Dorothea Buck bleibt posthum tiefe Mahnerin und Friedensstiftende. Gegen jedweden Hass, gegen Schwarz-Weiß-Malerei, Intoleranz und vereinfachende Sprache. Für Kommunikation, Verbindendes und Solidarisieren, für das Gespräch und die Kraft des Arguments. Ein weiterzutragendes Erbe für Menschlichkeit und Menschenrechte, vor allem aus der Selbsthilfebewegung. Dies zu erinnern, dazu kann der neue Dorothea-Buck-Park in Hamburg beitragen.

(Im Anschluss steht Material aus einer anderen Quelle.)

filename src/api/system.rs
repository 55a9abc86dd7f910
//! Liveness and readiness probes.

use axum::{Json, extract::State, http::StatusCode};
use std::sync::Arc;

use super::{AppState, HealthLiveResponse, HealthReadyResponse};

/// `GET /api/health/live`
pub async fn health_live() -> Json<HealthLiveResponse> {
    Json(HealthLiveResponse { status: "alive" })
}

/// `GET /api/health/ready`
///
/// Ready once the database answers a ping.
pub async fn health_ready(
    State(state): State<Arc<AppState>>,
) -> (StatusCode, Json<HealthReadyResponse>) {
    let database = match state.store().ping().await {
        Ok(()) => true,
        Err(e) => {
            tracing::warn!(error = %e, "Readiness check failed");
            false
        }
    };

    let (status, label) = if database {
        (StatusCode::OK, "ready")
    } else {
        (StatusCode::SERVICE_UNAVAILABLE, "unavailable")
    };

    (
        status,
        Json(HealthReadyResponse {
            status: label,
            database,
        }),
    )
}
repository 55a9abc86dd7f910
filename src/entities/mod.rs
pub mod prelude;

pub mod accounts;
pub mod auth_tokens;
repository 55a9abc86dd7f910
use std::sync::Arc;

use crate::config::Config;
use crate::db::Store;
use crate::services::{
    AccountService, AccountValidator, AuthService, PasswordPolicy, SeaOrmAccountService,
    SeaOrmAuthService,
};

/// Long-lived dependencies shared by every request handler.
#[derive(Clone)]
pub struct SharedState {
    pub config: Arc<Config>,

    pub store: Store,

    pub account_service: Arc<dyn AccountService>,

    pub auth_service: Arc<dyn AuthService>,
}

impl SharedState {
    pub async fn new(config: Config) -> anyhow::Result<Self> {
        let store = Store::with_pool_options(
            &config.general.database_url,
            config.general.max_db_connections,
            config.general.min_db_connections,
            config.security.clone(),
        )
        .await?;

        Self::with_store(config, store)
    }

    /// Wires the services around an already opened store.
    pub fn with_store(config: Config, store: Store) -> anyhow::Result<Self> {
        let password_policy = PasswordPolicy::from_config(&config.password_policy)?;
        let validator = AccountValidator::new(store.clone(), Arc::new(password_policy));

        let account_service = Arc::new(SeaOrmAccountService::new(
            store.clone(),
            validator.clone(),
        )) as Arc<dyn AccountService>;

        let auth_service =
            Arc::new(SeaOrmAuthService::new(store.clone(), validator)) as Arc<dyn AuthService>;

        Ok(Self {
            config: Arc::new(config),
            store,
            account_service,
            auth_service,
        })
    }
}
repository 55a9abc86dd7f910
//! Command-line interface for Roster.

use clap::{Parser, Subcommand};
use std::path::PathBuf;

/// Roster - user account service
#[derive(Debug, Parser)]
#[command(name = "roster")]
#[command(author, version, about, long_about = None)]
pub struct Cli {
    /// Read configuration from this file instead of the default search paths
    #[arg(long, short = 'c', global = true)]
    pub config: Option<PathBuf>,

    #[command(subcommand)]
    pub command: Option<Commands>,
}

#[derive(Debug, Clone, Subcommand)]
pub enum Commands {
    /// Run the HTTP API (default)
    Serve,

    /// Create a default config file
    Init,

    /// Validate the configuration and print it with secrets masked
    #[command(name = "check-config")]
    CheckConfig,
}

impl Cli {
    #[must_use]
    pub fn command(&self) -> Commands {
        self.command.clone().unwrap_or(Commands::Serve)
    }
}

#[cfg(test)]
mod tests {
    use super::*;

    #[test]
    fn test_defaults_to_serve() {
        let cli = Cli::try_parse_from(["roster"]).unwrap();
        assert!(matches!(cli.command(), Commands::Serve));
        assert!(cli.config.is_none());
    }

    #[test]
    fn test_check_config_with_path() {
        let cli = Cli::try_parse_from(["roster", "check-config", "--config", "/tmp/r.toml"])
            .unwrap();
        assert!(matches!(cli.command(), Commands::CheckConfig));
        assert_eq!(cli.config, Some(PathBuf::from("/tmp/r.toml")));
    }

    #[test]
    fn test_unknown_command_is_rejected() {
        assert!(Cli::try_parse_from(["roster", "frobnicate"]).is_err());
    }
}
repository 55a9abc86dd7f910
pub mod account;
use axum::{
    Router,
    http::HeaderValue,
    middleware,
    routing::{get, post},
};
use metrics_exporter_prometheus::PrometheusHandle;
use std::sync::Arc;
use tower_http::cors::{Any, CorsLayer};
use tower_http::trace::TraceLayer;

use crate::config::Config;
use crate::services::{AccountService, AuthService};
use crate::state::SharedState;

pub mod auth;
mod error;
pub mod hosts;
mod observability;
mod system;
mod types;
mod users;

pub use error::ApiError;
pub use types::*;

#[derive(Clone)]
pub struct AppState {
    pub shared: Arc<SharedState>,

    pub prometheus_handle: Option<PrometheusHandle>,
}

impl AppState {
    #[must_use]
    pub fn config(&self) -> &Config {
        &self.shared.config
    }

    #[must_use]
    pub fn store(&self) -> &crate::db::Store {
        &self.shared.store
    }

    #[must_use]
    pub fn accounts(&self) -> &Arc<dyn AccountService> {
        &self.shared.account_service
    }

    #[must_use]
    pub fn auth(&self) -> &Arc<dyn AuthService> {
        &self.shared.auth_service
    }
}

#[must_use]
pub fn create_app_state(
    shared: Arc<SharedState>,
    prometheus_handle: Option<PrometheusHandle>,
) -> Arc<AppState> {
    Arc::new(AppState {
        shared,
        prometheus_handle,
    })
}

pub async fn create_app_state_from_config(
    config: Config,
    prometheus_handle: Option<PrometheusHandle>,
) -> anyhow::Result<Arc<AppState>> {
    let shared = Arc::new(SharedState::new(config).await?);
    Ok(create_app_state(shared, prometheus_handle))
}

pub fn router(state: Arc<AppState>) -> Router {
    let cors_origins = state.config().server.cors_allowed_origins.clone();

    let protected_routes = create_protected_router(state.clone());

    let api_router = Router::new()
        .merge(protected_routes)
        .route("/users/register/", post(auth::register))
        .route("/users/login/", post(auth::login))
        .route("/health/live", get(system::health_live))
        .route("/health/ready", get(system::health_ready))
        .with_state(state.clone());

    let cors_layer = if cors_origins.iter().any(|origin| origin == "*") {
        CorsLayer::new().allow_origin(Any)
    } else {
        let origins: Vec<HeaderValue> =
            cors_origins.iter().filter_map(|s| s.parse().ok()).collect();
        CorsLayer::new().allow_origin(origins)
    };

    Router::new()
        .nest("/api", api_router)
        .layer(cors_layer.allow_methods(Any).allow_headers(Any))
        .layer(middleware::from_fn(observability::security_headers_middleware))
        .layer(middleware::from_fn_with_state(
            state,
            hosts::allowed_hosts_middleware,
        ))
        .layer(TraceLayer::new_for_http())
        .layer(middleware::from_fn(observability::logging_middleware))
}

fn create_protected_router(state: Arc<AppState>) -> Router<Arc<AppState>> {
    Router::new()
        .route("/users/", get(users::list_users).post(users::create_user))
        .route(
            "/users/{id}/",
            get(users::get_user)
                .put(users::replace_user)
                .patch(users::update_user)
                .delete(users::delete_user),
        )
        .route("/metrics", get(observability::get_metrics))
        .route_layer(middleware::from_fn_with_state(
            state,
            auth::auth_middleware,
        ))
}
//! Integration tests for health probes and the metrics endpoint.

use axum::{
    Router,
    body::Body,
    http::{Request, StatusCode, header},
};
use http_body_util::BodyExt;
use roster::config::Config;
use serde_json::{Value, json};
use tower::ServiceExt;

async fn spawn_app() -> (Router, std::path::PathBuf) {
    let db_path =
        std::env::temp_dir().join(format!("roster-system-test-{}.db", uuid::Uuid::new_v4()));

    let mut config = Config::default();
    config.general.database_url = format!("sqlite:{}", db_path.display());
    config.security.argon2_memory_cost_kib = 1024;
    config.security.argon2_time_cost = 1;

    let state = roster::api::create_app_state_from_config(config, None)
        .await
        .expect("Failed to create app state");

    (roster::api::router(state), db_path)
}

async fn json_body(response: axum::response::Response) -> Value {
    let bytes = response.into_body().collect().await.unwrap().to_bytes();
    serde_json::from_slice(&bytes).unwrap()
}

#[tokio::test]
async fn test_health_live() {
    let (app, db_path) = spawn_app().await;

    let response = app
        .oneshot(
            Request::builder()
                .uri("/api/health/live")
                .body(Body::empty())
                .unwrap(),
        )
        .await
        .unwrap();

    assert_eq!(response.status(), StatusCode::OK);
    assert_eq!(json_body(response).await, json!({"status": "alive"}));

    std::fs::remove_file(db_path).ok();
}

#[tokio::test]
async fn test_health_ready() {
    let (app, db_path) = spawn_app().await;

    let response = app
        .oneshot(
            Request::builder()
                .uri("/api/health/ready")
                .body(Body::empty())
                .unwrap(),
        )
        .await
        .unwrap();

    assert_eq!(response.status(), StatusCode::OK);
    assert_eq!(
        json_body(response).await,
        json!({"status": "ready", "database": true})
    );

    std::fs::remove_file(db_path).ok();
}

#[tokio::test]
async fn test_metrics_disabled_returns_not_found() {
    let (app, db_path) = spawn_app().await;

    let register = Request::builder()
        .method("POST")
        .uri("/api/users/register/")
        .header(header::CONTENT_TYPE, "application/json")
        .body(Body::from(
            json!({
                "username": "ops",
                "email": "ops@x.com",
                "first_name": "Ops",
                "last_name": "Team",
                "password": "Monitoring-2026"
            })
            .to_string(),
        ))
        .unwrap();
    let response = app.clone().oneshot(register).await.unwrap();
    assert_eq!(response.status(), StatusCode::CREATED);
    let token = json_body(response).await["token"]
        .as_str()
        .unwrap()
        .to_string();

    let response = app
        .oneshot(
            Request::builder()
                .uri("/api/metrics")
                .header(header::AUTHORIZATION, format!("Token {token}"))
                .body(Body::empty())
                .unwrap(),
        )
        .await
        .unwrap();

    assert_eq!(response.status(), StatusCode::NOT_FOUND);

    std::fs::remove_file(db_path).ok();
}

#[tokio::test]
async fn test_unknown_route() {
    let (app, db_path) = spawn_app().await;

    let response = app
        .oneshot(
            Request::builder()
                .uri("/api/nothing-here")
                .body(Body::empty())
                .unwrap(),
        )
        .await
        .unwrap();

    assert_eq!(response.status(), StatusCode::NOT_FOUND);

    std::fs::remove_file(db_path).ok();
}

Fundierte Informationen zu Dorothea Buck findet man auf der Seite http://www.antipsychiatrieverlag.de/artikel/biographien/dorothea/buck.htm. Der Bundesverband Psychiatrie-Erfahrener e.V. hatte 2007 beschlossen, in Würdigung der BPE-Ehrenvorsitzenden fortan die Internetadresse www.dorothea-buck.de zu betreiben. Bis zu ihrem Tod betreute Peter Lehmann diese Unterseite von bpe-online.de in Absprache mit Dorothea Buck. Bedauerlicherweise hat der BPE-Vorstand nach dem Webmaster-Wechsel 2020 die bis dahin redaktionell gut betreute Seite vom Netz genommen. Inzwischen (11. Februar 2021) hat Peter Lehmann auf der Website seines Antipsychiatrieverlags die Seite mit Lebensdaten, Veröffentlichungen, Filmen, Vorträgen, Stellungnahmen etc. für alle Interessierten als Referenzadresse dankenswerterweise komplett neu eingerichtet.